According to Australian Ethical (AE) CIO Ludovic Theau, multiple outcomes are feasible. The key is to prepare for any.

“Obviously, the current environment remains uncertain; we could see a scenario where markets do very well this year, or we could go into a recession,” Theau tells The Inside Adviser. “What we’ve been focused on is positioning the portfolio in a way that we can accommodate any situation. Diversification is critical to us, of course; some level of downside protection is also critical, but we can’t give up on the growth alternatives, especially if there are positive scenarios ahead.”

  • “We tend to be a systematic global equities investor so we’re looking at developing our active global equities capability. We’re also looking actively at private markets, and infrastructure and renewable energy remains an attractive asset class, especially if you’re trying to diversify your risk profile. Sectors where we’re still cautious? Property, obviously, and particularly commercial properties with the change to a combination of office and remote working we’ve seen post Covid.”

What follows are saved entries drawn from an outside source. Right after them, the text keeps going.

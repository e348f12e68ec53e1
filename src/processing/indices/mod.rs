// src/processing/indices/mod.rs
pub mod msavi;
pub mod ndi;
pub mod true_color;

pub use msavi::Msavi;
pub use ndi::NormalizedDifference;
pub use true_color::TrueColor;

use crate::error::PipelineError;
use crate::raster::{BandId, BandSet};

/// Value domain of a raw index raster, which picks the integer scaling.
#[derive(Debug, Clone, Copy, PartialEq, Eq)]
pub enum ValueRange {
    /// [-1, 1], scaled as (v + 1) * 5000
    SignedUnit,
    /// [0, 1], scaled as v * 10000
    Unit,
    /// Raw digital numbers, clamped into 0..10000
    Reflectance,
}

/// Raw (pre-scaling) output of one index calculation.
#[derive(Debug, Clone)]
pub struct IndexOutput {
    /// Plane-major pixel values with -999.0 as the no-data sentinel.
    pub raw: Vec<f32>,
    pub planes: usize,
    pub shape: (usize, usize),
    pub range: ValueRange,
    /// Pixels where a numeric guard (e.g. the MSAVI discriminant clamp)
    /// altered the formula result.
    pub clamped_pixels: usize,
}

/// A vegetation-index calculator over one masked scene.
///
/// Calculators are pure: excluded (NaN) input pixels propagate to the
/// sentinel, a missing required band is a per-index failure that leaves
/// the rest of the scene untouched.
pub trait IndexCalculator: Send + Sync {
    fn name(&self) -> &str;

    /// Human-readable formula recorded in the output sidecar.
    fn formula(&self) -> &str;

    fn required_bands(&self) -> &[BandId];

    fn calculate(&self, bands: &BandSet) -> Result<IndexOutput, PipelineError>;
}

/// The indices this pipeline knows how to derive.
#[derive(Debug, Clone, Copy, PartialEq, Eq, Hash)]
pub enum IndexKind {
    Ndvi,
    Ndre,
    Ndwi,
    Ndmi,
    Msavi,
    TrueColor,
}

impl IndexKind {
    pub fn parse(name: &str) -> Option<IndexKind> {
        match name.to_ascii_uppercase().as_str() {
            "NDVI" => Some(IndexKind::Ndvi),
            "NDRE" => Some(IndexKind::Ndre),
            "NDWI" => Some(IndexKind::Ndwi),
            "NDMI" => Some(IndexKind::Ndmi),
            "MSAVI" => Some(IndexKind::Msavi),
            "TRUECOLOR" => Some(IndexKind::TrueColor),
            _ => None,
        }
    }

    pub fn calculator(&self) -> Box<dyn IndexCalculator> {
        match self {
            IndexKind::Ndvi => Box::new(NormalizedDifference::ndvi()),
            IndexKind::Ndre => Box::new(NormalizedDifference::ndre()),
            IndexKind::Ndwi => Box::new(NormalizedDifference::ndwi()),
            IndexKind::Ndmi => Box::new(NormalizedDifference::ndmi()),
            IndexKind::Msavi => Box::new(Msavi::new()),
            IndexKind::TrueColor => Box::new(TrueColor::new()),
        }
    }
}
// src/services/search.rs
use std::sync::Arc;

use chrono::NaiveDate;

use crate::error::PipelineError;
use crate::services::{ImagerySearch, SceneRef, SearchResult, TokenProvider};

/// OData catalogue client for Sentinel-2 availability queries.
pub struct CopernicusSearch {
    search_url: String,
    http: reqwest::blocking::Client,
    tokens: Arc<dyn TokenProvider>,
    page_size: usize,
}

impl CopernicusSearch {
    pub fn new(
        search_url: &str,
        tokens: Arc<dyn TokenProvider>,
    ) -> Result<Self, PipelineError> {
        let http = reqwest::blocking::Client::builder()
            .timeout(std::time::Duration::from_secs(30))
            .build()
            .map_err(|e| PipelineError::Config(format!("http client: {e}")))?;
        Ok(Self {
            search_url: search_url.to_string(),
            http,
            tokens,
            page_size: 200,
        })
    }

    fn build_filter(
        ring: &[(f64, f64)],
        start: NaiveDate,
        end: NaiveDate,
        max_cloud_pct: f64,
    ) -> String {
        let mut min_lon = f64::INFINITY;
        let mut min_lat = f64::INFINITY;
        let mut max_lon = f64::NEG_INFINITY;
        let mut max_lat = f64::NEG_INFINITY;
        for &(lon, lat) in ring {
            min_lon = min_lon.min(lon);
            min_lat = min_lat.min(lat);
            max_lon = max_lon.max(lon);
            max_lat = max_lat.max(lat);
        }
        let polygon = format!(
            "POLYGON(({min_lon} {min_lat},{max_lon} {min_lat},{max_lon} {max_lat},{min_lon} {max_lat},{min_lon} {min_lat}))"
        );
        format!(
            "Collection/Name eq 'SENTINEL-2' and \
             ContentDate/Start ge {start}T00:00:00.000Z and \
             ContentDate/Start le {end}T23:59:59.999Z and \
             Attributes/OData.CSC.DoubleAttribute/any(att:att/Name eq 'cloudCover' and att/OData.CSC.DoubleAttribute/Value le {max_cloud_pct}) and \
             OData.CSC.Intersects(area=geography'SRID=4326;{polygon}')"
        )
    }
}

impl ImagerySearch for CopernicusSearch {
    fn search(
        &self,
        ring: &[(f64, f64)],
        start: NaiveDate,
        end: NaiveDate,
        max_cloud_pct: f64,
    ) -> Result<SearchResult, PipelineError> {
        let token = self.tokens.bearer_token()?;
        tracing::info!("searching catalogue for acquisitions {start}..{end}");

        let response = self
            .http
            .get(&self.search_url)
            .query(&[
                ("$filter", Self::build_filter(ring, start, end, max_cloud_pct)),
                ("$orderby", "ContentDate/Start asc".to_string()),
                ("$top", self.page_size.to_string()),
            ])
            .bearer_auth(token)
            .send()
            .map_err(classify_transport)?;

        let status = response.status();
        if !status.is_success() {
            return Err(classify_status(status, "catalogue search"));
        }
        let body: serde_json::Value = response
            .json()
            .map_err(|e| PipelineError::DataFormat(format!("search response unparseable: {e}")))?;

        let mut result = SearchResult::new();
        for product in body.get("value").and_then(|v| v.as_array()).into_iter().flatten() {
            let Some(date) = product
                .get("ContentDate")
                .and_then(|c| c.get("Start"))
                .and_then(|s| s.as_str())
                .and_then(|s| NaiveDate::parse_from_str(&s[..s.len().min(10)], "%Y-%m-%d").ok())
            else {
                continue;
            };
            let scene_id = product
                .get("Id")
                .and_then(|v| v.as_str())
                .unwrap_or_default()
                .to_string();
            let cloud_pct = product
                .get("Attributes")
                .and_then(|a| a.as_array())
                .and_then(|attrs| {
                    attrs.iter().find(|att| {
                        att.get("Name").and_then(|n| n.as_str()) == Some("cloudCover")
                    })
                })
                .and_then(|att| att.get("Value"))
                .and_then(|v| v.as_f64())
                .unwrap_or(0.0);

            // Several tiles can cover one date; keep the clearest.
            match result.get(&date) {
                Some(existing) if existing.cloud_pct <= cloud_pct => {}
                _ => {
                    result.insert(date, SceneRef { scene_id, cloud_pct });
                }
            }
        }

        tracing::info!("catalogue returned {} distinct acquisition dates", result.len());
        Ok(result)
    }
}

pub(crate) fn classify_transport(err: reqwest::Error) -> PipelineError {
    if err.is_timeout() || err.is_connect() || err.is_request() {
        PipelineError::Network(err.to_string())
    } else {
        PipelineError::DataFormat(err.to_string())
    }
}

pub(crate) fn classify_status(status: reqwest::StatusCode, what: &str) -> PipelineError {
    if status == reqwest::StatusCode::UNAUTHORIZED || status == reqwest::StatusCode::FORBIDDEN {
        PipelineError::Auth(format!("{what} returned {status}"))
    } else if status.is_server_error() || status == reqwest::StatusCode::TOO_MANY_REQUESTS {
        PipelineError::Network(format!("{what} returned {status}"))
    } else {
        PipelineError::DataFormat(format!("{what} returned {status}"))
    }
}
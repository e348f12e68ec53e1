use clap::{Parser, Subcommand};
use std::path::PathBuf;

#[derive(Parser)]
#[command(name = "agro-scout")]
#[command(about = "Satellite imagery acquisition and vegetation index pipeline")]
pub struct Cli {
    #[command(subcommand)]
    pub command: Commands,

    /// Pipeline configuration file
    #[arg(short, long, default_value = "config.json", global = true)]
    pub config: PathBuf,

    /// Output directory, overrides the configured one
    #[arg(short, long, global = true)]
    pub output: Option<PathBuf>,
}

#[derive(Subcommand)]
pub enum Commands {
    /// Search, select and process imagery for every plot in the file
    Run {
        /// GeoJSON plots file
        #[arg(short, long)]
        plots: PathBuf,
    },

    /// Dry run: search and select acquisition dates without downloading
    Plan {
        /// GeoJSON plots file
        #[arg(short, long)]
        plots: PathBuf,
    },
}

    But sky-high valuations in global equities, and specifically the tech sector responsible for nearly the entire index return, are cause for some consternation – especially in a benchmark constrained environment. AE still has a bias towards small caps; they’re a good place to contribute to the energy transition and effect impact. And while it’s seeing discounts on illiquid assets, they aren’t yet steep enough.

    “The challenge is trying to assess the quantum of discount you can expect on the assets and whether you plunge into the market today or not? We might be faced with a scenario where the venture and private equity markets suffer for the next couple of years, so is now the right time to play? We’re still exploring that.”

    While AE has “very strong capabilities” in domestic equities and multi-asset, Theau wants to keep growing its capabilities across other asset classes. Fixed income, global equities, and private markets are the three sectors where it’s ready to “push more”.

    “We need to move to being more active in global equities. That could potentially mean partnerships with offshore players or acquiring to expand our in-house capabilities in global equities. So that’s all ahead of us.”

    The merger with Christian Super in late 2022 brought around 30,000 new members and a private markets portfolio. It also precipitated a shake-up with its administrators, with the company switching from Link and Mercer to GROW Inc. But the most obvious benefit is the $2 billion of FUM it added.

    “We’ve got more critical mass, so more market power,” Theau says. “In terms of diversification and risk, acquiring assets and expertise in private markets has been quite beneficial. Impact investing is a big thematic these days and Christian Super was a well-established impact investor.”

    Theau joined AE after 10 years at Clean Energy Finance Corporation (CEFC) and wants to help set AE on a similar growth trajectory.

    “Australian Ethical has got this strong growth trajectory, and so for me it’s the same scenario as for the CEFC. We’re taking a $10 billion business and aiming to double or treble the size of our organisation by 2030; the challenge and excitement for me is taking our company to another level.”